The North Carolina Secretary of State Securities Division issued a temporary cease-and-desist order on March 2 against the European project PowerMining Pool. The move comes just under two months after that department issued a cease-and-desist order that faulted the now-defunct investment scheme BitConnect for failing to register its offerings as securities.
Documents released by the state allege that PMP utilized problematic sales tactics. They also said the local PMP campaign violated the state's Securities Act with business practices that "threaten immediate and irreparable public harm."
PMP sells "shares" for bitcoin, claiming to mine seven different cryptocurrencies on behalf of its shareholders. The startup's site makes claims about shareholders reaping "totally passive" profits just hours after setting up an account and depositing bitcoin. Akin to other investment schemes, people are encouraged to solicit others and are promised additional rewards as a bonus.

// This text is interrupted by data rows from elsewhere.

//! Subprocess drivers for the external tools the pipeline shells out to:
//! `pdfcpu`, `gs`, `pdftotext`, `pdftoppm`, `tesseract`, `convert`, and
//! (optionally) `clamscan`.
//!
//! Every tool is resolved to an absolute path once at startup via
//! [`verify_binaries`] and the resolved path is what every later `Command`
//! invocation uses, never the bare name.

mod clamscan;
mod convert;
mod gs;
mod pdfcpu;
mod pdftoppm;
mod pdftotext;
mod tesseract;

pub use clamscan::scan_and_remove;
pub use convert::{recolor_dark_pass_one, recolor_dark_pass_two};
pub use gs::repair_pdf;
pub use pdfcpu::{extract_pages, optimize_pdf, pdf_info, validate_pdf};
pub use pdftoppm::render_pages_to_png;
pub use pdftotext::extract_text;
pub use tesseract::ocr_page;

use std::collections::HashMap;
use std::path::PathBuf;

use crate::error::ToolError;

/// The binaries required when ClamAV scanning is enabled.
pub const REQUIRED_BINARIES: &[&str] = &[
    "pdfcpu",
    "gs",
    "pdftotext",
    "convert",
    "pdftoppm",
    "tesseract",
    "clamscan",
];

/// The binaries required when `--no-clam` is passed.
pub const REQUIRED_BINARIES_NO_CLAM: &[&str] = &["pdfcpu", "gs", "pdftotext", "convert", "pdftoppm", "tesseract"];

/// Resolved absolute paths for every required binary, keyed by name.
#[derive(Debug, Clone, Default)]
pub struct ResolvedBinaries(HashMap<String, PathBuf>);

impl ResolvedBinaries {
    pub fn path(&self, name: &str) -> &PathBuf {
        self.0
            .get(name)
            .unwrap_or_else(|| panic!("binary '{name}' was not verified at startup"))
    }
}

/// Run `binary` with `args`, capturing stdout/stderr, mapping a non-zero
/// exit or spawn failure into a [`ToolError`].
pub(crate) async fn run_captured(
    binary_name: &str,
    binary_path: &PathBuf,
    args: &[&std::ffi::OsStr],
) -> Result<String, ToolError> {
    let output = tokio::process::Command::new(binary_path)
        .args(args)
        .output()
        .await
        .map_err(|source| ToolError::Spawn {
            binary: binary_name.to_string(),
            source,
        })?;

    if !output.status.success() {
        return Err(ToolError::NonZeroExit {
            binary: binary_name.to_string(),
            status: output.status.code().unwrap_or(-1),
            stderr: String::from_utf8_lossy(&output.stderr).into_owned(),
        });
    }

    Ok(String::from_utf8_lossy(&output.stdout).into_owned())
}

/// Locate every binary in `names` on `PATH`, failing fast on the first miss.
pub fn verify_binaries(names: &[&str]) -> Result<ResolvedBinaries, ToolError> {
    let mut resolved = HashMap::new();
    for name in names {
        let path = which::which(name).map_err(|_| ToolError::BinaryNotFound((*name).to_string()))?;
        tracing::info!(binary = *name, path = %path.display(), "verified binary");
        resolved.insert((*name).to_string(), path);
    }
    Ok(ResolvedBinaries(resolved))
}

#[cfg(test)]
mod tests {
    use super::*;

    #[test]
    fn required_binaries_list_matches_no_clam_minus_clamscan() {
        let mut with_clam: Vec<&str> = REQUIRED_BINARIES.iter().copied().filter(|b| *b != "clamscan").collect();
        let mut without_clam: Vec<&str> = REQUIRED_BINARIES_NO_CLAM.to_vec();
        with_clam.sort();
        without_clam.sort();
        assert_eq!(with_clam, without_clam);
    }

    #[test]
    fn verify_binaries_fails_fast_on_unknown_name() {
        let result = verify_binaries(&["definitely-not-a-real-binary-name"]);
        assert!(result.is_err());
    }
}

Notably, according to the order, PMP affiliates in North Carolina used a range of methods to market the sale, including social media platforms like YouTube, Facebook, Instagram and even local classified ads.
That said, it's reportedly unclear if some of the names attached to the project are real people.
"The Securities Division has been unable to confirm whether Andrew Conti and Mike Conti, of central Europe, are real people," the order also states.
The move appears to be part of a broader effort to curb unlawful cryptocurrency investment schemes. As CoinDesk previously reported, several similar orders were issued in Texas and New Jersey over the past few months.